Personal information
- Born: 18 March 1947 (age 79) Accrington, Lancashire, England
- Nickname: Bumble
- Batting: Left-handed
- Bowling: Slow left arm orthodox
- Role: All-rounder
- Relations: Graham Lloyd (son)

International information
- National side: England;
- Test debut (cap 460): 20 June 1974 v India
- Last Test: 30 January 1975 v Australia
- ODI debut (cap 28): 7 September 1973 v West Indies
- Last ODI: 29 May 1980 v West Indies

Domestic team information
- 1965–1983: Lancashire

Umpiring information
- FC umpired: 35 (1985–1987)
- LA umpired: 27 (1986–1987)

Career statistics
| Competition | Test | ODI | FC | LA |
| Matches | 9 | 8 | 407 | 288 |
| Runs scored | 552 | 285 | 19,269 | 7,761 |
| Batting average | 42.46 | 40.71 | 33.33 | 32.74 |
| 100s/50s | 1/0 | 1/0 | 38/93 | 7/44 |
| Top score | 214* | 116* | 214* | 121* |
| Balls bowled | 24 | 12 | 15,598 | 1,251 |
| Wickets | 0 | 1 | 237 | 39 |
| Bowling average | – | 3.00 | 30.26 | 22.89 |
| 5 wickets in innings | – | 0 | 5 | 0 |
| 10 wickets in match | – | 0 | 1 | 0 |
| Best bowling | – | 1/3 | 7/38 | 4/17 |
| Catches/stumpings | 11/– | 3/– | 334/– | 89/– |
- Source: ESPNcricinfo, 25 July 2020

= David Lloyd (cricketer) =

English former cricketer, coach, and commentator

David Lloyd (born 18 March 1947) is an English former cricket player, umpire, coach and commentator, who played county cricket for Lancashire County Cricket Club and Test and One Day International cricket for the English cricket team. He also played semi-professional football for Accrington Stanley. He is known through the cricketing world as Bumble due to the ostensible similarity between his facial profile and those of the Bumblies, characters from Michael Bentine's children's television programmes.
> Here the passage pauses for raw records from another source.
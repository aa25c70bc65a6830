// crates/muninn-server/src/cli/serve.rs
// MCP server initialization and main loop. The server never exits on a
// recoverable error; it exits 0 on SIGTERM/SIGINT after flushing a
// session end. Only a sustained burst of unexpected errors terminates it.

use crate::config::{EnvConfig, db_path};
use crate::embedder::EmbedderClient;
use crate::mcp::MuninnServer;
use crate::store::Store;
use anyhow::Result;
use std::sync::Arc;
use tracing::{info, warn};

/// Open the store, build the embedder, and initialize the schema.
pub async fn init_engine() -> Result<(Arc<Store>, Option<Arc<EmbedderClient>>)> {
    let mut config = EnvConfig::load();

    // The provider's advertised dimension drives the vector schema;
    // providers with different dimensions never co-mingle.
    let embedder =
        EmbedderClient::from_config(&config.api_keys, &config.embeddings).map(Arc::new);
    match &embedder {
        Some(client) => {
            config.embeddings.dimensions = client.dimensions();
            info!(provider = client.provider_id(), "Semantic retrieval enabled");
        }
        None => info!("Semantic retrieval disabled - FTS only"),
    }

    let cwd = std::env::current_dir().ok();
    let path = db_path(cwd.as_deref());
    let store = Arc::new(Store::open(&config, &path).await?);
    store.init().await?;

    Ok((store, embedder))
}

/// Run the stdio MCP server until shutdown.
pub async fn run_server() -> Result<()> {
    let (store, embedder) = init_engine().await?;
    let server = MuninnServer::new(store.clone(), embedder);
    let state = server.state.clone();
    let project = server.project.clone();
    let fatal = server.fatal.clone();

    info!("Muninn MCP server starting on stdio");

    let transport = rmcp::transport::io::stdio();
    let service = rmcp::serve_server(server, transport).await?;

    // Exit 0 on SIGTERM/SIGINT after flushing the session end; transport
    // close (client gone) flushes the same way. Only the systemic-error
    // window terminates with a failure code.
    let mut systemic = false;
    tokio::select! {
        result = service.waiting() => {
            if let Err(e) = result {
                warn!("transport closed: {}", e);
            }
        }
        _ = shutdown_signal() => {
            info!("shutdown signal received");
        }
        _ = fatal.notified() => {
            systemic = true;
        }
    }

    let project_id = project.read().await.as_ref().map(|p| p.id);
    if let Some(project_id) = project_id {
        crate::session::auto_end_session(&store, &state, project_id).await;
    }
    store.close().await;

    if systemic {
        anyhow::bail!("terminated after sustained unexpected errors");
    }
    Ok(())
}

async fn shutdown_signal() {
    let ctrl_c = tokio::signal::ctrl_c();
    #[cfg(unix)]
    {
        let mut term = match tokio::signal::unix::signal(tokio::signal::unix::SignalKind::terminate())
        {
            Ok(signal) => signal,
            Err(e) => {
                warn!("SIGTERM handler unavailable: {}", e);
                let _ = ctrl_c.await;
                return;
            }
        };
        tokio::select! {
            _ = ctrl_c => {}
            _ = term.recv() => {}
        }
    }
    #[cfg(not(unix))]
    {
        let _ = ctrl_c.await;
    }
}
A left-handed batsman and left-arm spin bowler, he played nine Tests, with a highest score of 214 not out, and eight One Day International matches. In first-class cricket he was a successful all-rounder, scoring a career aggregate of more than 19,000 runs and taking 237 wickets. He captained his county from 1973 to 1977. Following his retirement as a player, he became a first-class umpire, and subsequently Lancashire and England cricket coach, resigning the latter post following the 1999 Cricket World Cup. He then became a renowned cricket commentator for Test Match Special, and later Sky Sports. He is also an author, journalist and columnist. In December 2021, Lloyd announced his retirement from full-time commentating. In 2022, he signed a contract with Lancashire's in-house channel LancsTV to commentate on every non-televised Vitality Blast home match and select County Championship fixtures.
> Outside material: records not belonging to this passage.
// crates/muninn-server/src/ingest/errors.rs
// Error detection over raw tool output. Each line is scanned against an
// ordered pattern list (most-specific first); matches are normalized into
// signatures for dedup and recall.

use crate::args;
use crate::store::Store;
use crate::utils::truncate;
use anyhow::Result;
use regex::Regex;
use std::sync::LazyLock;

/// Signature length cap.
const SIGNATURE_MAX: usize = 200;

/// Max stack-trace lines captured after a match.
const STACK_LINES: usize = 5;

/// Suppression window for repeated (project, signature) pairs.
const DEDUP_WINDOW_MINUTES: i64 = 60;

/// A detected error, pre-persistence.
#[derive(Debug, Clone, PartialEq)]
pub struct DetectedError {
    pub error_type: &'static str,
    pub message: String,
    pub signature: String,
    pub source_file: Option<String>,
    pub stack_trace: Option<String>,
}

#[allow(clippy::expect_used)]
static RE_TS_DIAG: LazyLock<Regex> = LazyLock::new(|| {
    Regex::new(r"^(?:(?P<file>[^\s(]+)\(\d+,\d+\):\s*)?error TS\d+:\s*(?P<msg>.+)$")
        .expect("valid regex")
});
#[allow(clippy::expect_used)]
static RE_TEST_FAIL: LazyLock<Regex> = LazyLock::new(|| {
    Regex::new(r"^\s*(?:FAIL|✕|✗|AssertionError[:\s]|Expected .+ but received)(?P<msg>.*)$")
        .expect("valid regex")
});
#[allow(clippy::expect_used)]
static RE_RUNTIME: LazyLock<Regex> = LazyLock::new(|| {
    Regex::new(r"^\s*(?P<kind>TypeError|RangeError|ReferenceError|EvalError|URIError):\s*(?P<msg>.+)$")
        .expect("valid regex")
});
#[allow(clippy::expect_used)]
static RE_MODULE: LazyLock<Regex> = LazyLock::new(|| {
    Regex::new(r"Cannot find module '(?P<module>[^']+)'|Module not found:?\s*(?P<msg>.+)?")
        .expect("valid regex")
});
#[allow(clippy::expect_used)]
static RE_SYNTAX: LazyLock<Regex> =
    LazyLock::new(|| Regex::new(r"^\s*SyntaxError:\s*(?P<msg>.+)$").expect("valid regex"));
#[allow(clippy::expect_used)]
static RE_EXIT: LazyLock<Regex> = LazyLock::new(|| {
    Regex::new(r"(?:exited with code|exit code|exit status)\s+(?P<code>[1-9]\d*)")
        .expect("valid regex")
});

#[allow(clippy::expect_used)]
static RE_SIG_QUOTED: LazyLock<Regex> =
    LazyLock::new(|| Regex::new(r#"(['"])[^'"]*\1"#).expect("valid regex"));
#[allow(clippy::expect_used)]
static RE_SIG_PATH: LazyLock<Regex> =
    LazyLock::new(|| Regex::new(r"(?:[A-Za-z]:)?(?:/[\w.@-]+)+").expect("valid regex"));
#[allow(clippy::expect_used)]
static RE_SIG_NUM: LazyLock<Regex> =
    LazyLock::new(|| Regex::new(r"\d+").expect("valid regex"));
#[allow(clippy::expect_used)]
static RE_SOURCE_FILE: LazyLock<Regex> = LazyLock::new(|| {
    Regex::new(r"(?P<file>[\w./-]+\.(?:ts|tsx|js|jsx|mjs|cjs|rs|py|go))(?::\d+)?")
        .expect("valid regex")
});

/// Normalize an error message into its signature: quoted strings → "*",
/// paths → /*, numbers → *, truncated to 200 chars.
pub fn error_signature(message: &str) -> String {
    let sig = RE_SIG_QUOTED.replace_all(message, "\"*\"");
    let sig = RE_SIG_PATH.replace_all(&sig, "/*");
    let sig = RE_SIG_NUM.replace_all(&sig, "*");
    let sig = sig.trim();
    let mut end = sig.len().min(SIGNATURE_MAX);
    while !sig.is_char_boundary(end) {
        end -= 1;
    }
    sig[..end].to_string()
}

/// Scan raw tool output for errors. Deduplicates by signature within the
/// output; stack trace = the next up-to-five `at ` lines.
pub fn detect_errors(output: &str) -> Vec<DetectedError> {
    let lines: Vec<&str> = output.lines().collect();
    let mut seen = std::collections::HashSet::new();
    let mut found = Vec::new();

    for (idx, line) in lines.iter().enumerate() {
        let Some((error_type, message)) = classify_line(line) else {
            continue;
        };
        let signature = error_signature(&message);
        if signature.is_empty() || !seen.insert(signature.clone()) {
            continue;
        }

        let stack: Vec<&str> = lines[idx + 1..]
            .iter()
            .take_while(|l| l.trim_start().starts_with("at "))
            .take(STACK_LINES)
            .copied()
            .collect();

        found.push(DetectedError {
            error_type,
            source_file: RE_SOURCE_FILE
                .captures(line)
                .and_then(|c| c.name("file"))
                .map(|m| m.as_str().to_string()),
            stack_trace: if stack.is_empty() {
                None
            } else {
                Some(stack.join("\n"))
            },
            message,
            signature,
        });
    }
    found
}

/// Ordered classification, most-specific first.
fn classify_line(line: &str) -> Option<(&'static str, String)> {
    if let Some(caps) = RE_TS_DIAG.captures(line) {
        return Some(("type_error", caps["msg"].to_string()));
    }
    if RE_TEST_FAIL.is_match(line) {
        return Some(("test_failure", line.trim().to_string()));
    }
    if let Some(caps) = RE_RUNTIME.captures(line) {
        return Some(("runtime_error", format!("{}: {}", &caps["kind"], &caps["msg"])));
    }
    if RE_MODULE.is_match(line)
        && (line.contains("Cannot find module") || line.contains("Module not found"))
    {
        return Some(("import_error", line.trim().to_string()));
    }
    if RE_SYNTAX.is_match(line) {
        return Some(("syntax_error", line.trim().to_string()));
    }
    if let Some(caps) = RE_EXIT.captures(line) {
        return Some(("exit_code", format!("exit code {}", &caps["code"])));
    }
    None
}

/// Persist detected errors, skipping any (project, signature) already seen
/// within the last hour. Returns the number of rows inserted.
pub async fn record_errors(
    store: &Store,
    project_id: i64,
    session_id: Option<i64>,
    tool_call_id: Option<i64>,
    errors: &[DetectedError],
) -> Result<usize> {
    let mut inserted = 0;
    for error in errors {
        let recent = store
            .get(
                "SELECT 1 FROM error_events
                 WHERE project_id = ?1 AND error_signature = ?2
                   AND created_at > datetime('now', ?3)",
                args![
                    project_id,
                    error.signature.clone(),
                    format!("-{DEDUP_WINDOW_MINUTES} minutes")
                ],
            )
            .await?;
        if recent.is_some() {
            continue;
        }

        store
            .run(
                "INSERT INTO error_events
                    (project_id, session_id, error_type, error_message, error_signature,
                     source_file, stack_trace, tool_call_id)
                 VALUES (?1, ?2, ?3, ?4, ?5, ?6, ?7, ?8)",
                args![
                    project_id,
                    session_id,
                    error.error_type,
                    truncate(&error.message, 1000),
                    error.signature.clone(),
                    error.source_file.clone(),
                    error.stack_trace.clone(),
                    tool_call_id
                ],
            )
            .await?;
        inserted += 1;
    }
    Ok(inserted)
}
==Early and personal life==
Lloyd was born in Accrington, Lancashire, in March 1947, and was educated at Accrington Secondary Technical School. His son, Graham Lloyd, was born in 1969; he went on to play six ODI matches for England, and enjoyed a successful career for Lancashire, as well as with his father for Cumberland and Accrington. A second son, Ben Lloyd, also played Lancashire League cricket between 1999 and 2000, making seven appearances for Church. In 2018, Lloyd was given the freedom of Accrington.

==Playing career==
Lloyd had an extensive playing career, with 407 first-class matches and 288 one day games. He scored nearly 27,000 runs and took 276 wickets in his career for Lancashire and England, and took 423 catches. His batting average of 33.33 in all first-class cricket, and bowling average of 30.26, illustrate his capability as a successful all-rounder. He scored over 1,000 runs in a season on ten occasions, and scored hundreds in all three major domestic competitions. His total career spanned twenty years from 1965 to 1985, and he also played lower level cricket for Cumberland as well as league and club cricket in Accrington, for whom he continued to appear for until 2009 alongside his son. He scored the winning runs for Accrington in the final game of the 2009 season ensuring they won their seventh Lancashire League title. It was in the Lancashire League initially that Lloyd found enough success to attract the attention of the county selectors, playing 33 matches for Accrington between 28 July 1962 and his first-class debut.

===Lancashire===
Lloyd played his first first-class match for Lancashire on 12 June 1965 in a County Championship match against Middlesex at Old Trafford cricket ground in Manchester. Lloyd batted at number seven, and made a pair – scores of zero in both innings – as Middlesex took a nine wicket victory. He did, however, take two wickets. He went on to struggle in his first season with the bat, playing 13 matches and scoring only 262 runs at 14.55 with a high score of 44. He did find success with the ball, however, taking 21 wickets at 31.33.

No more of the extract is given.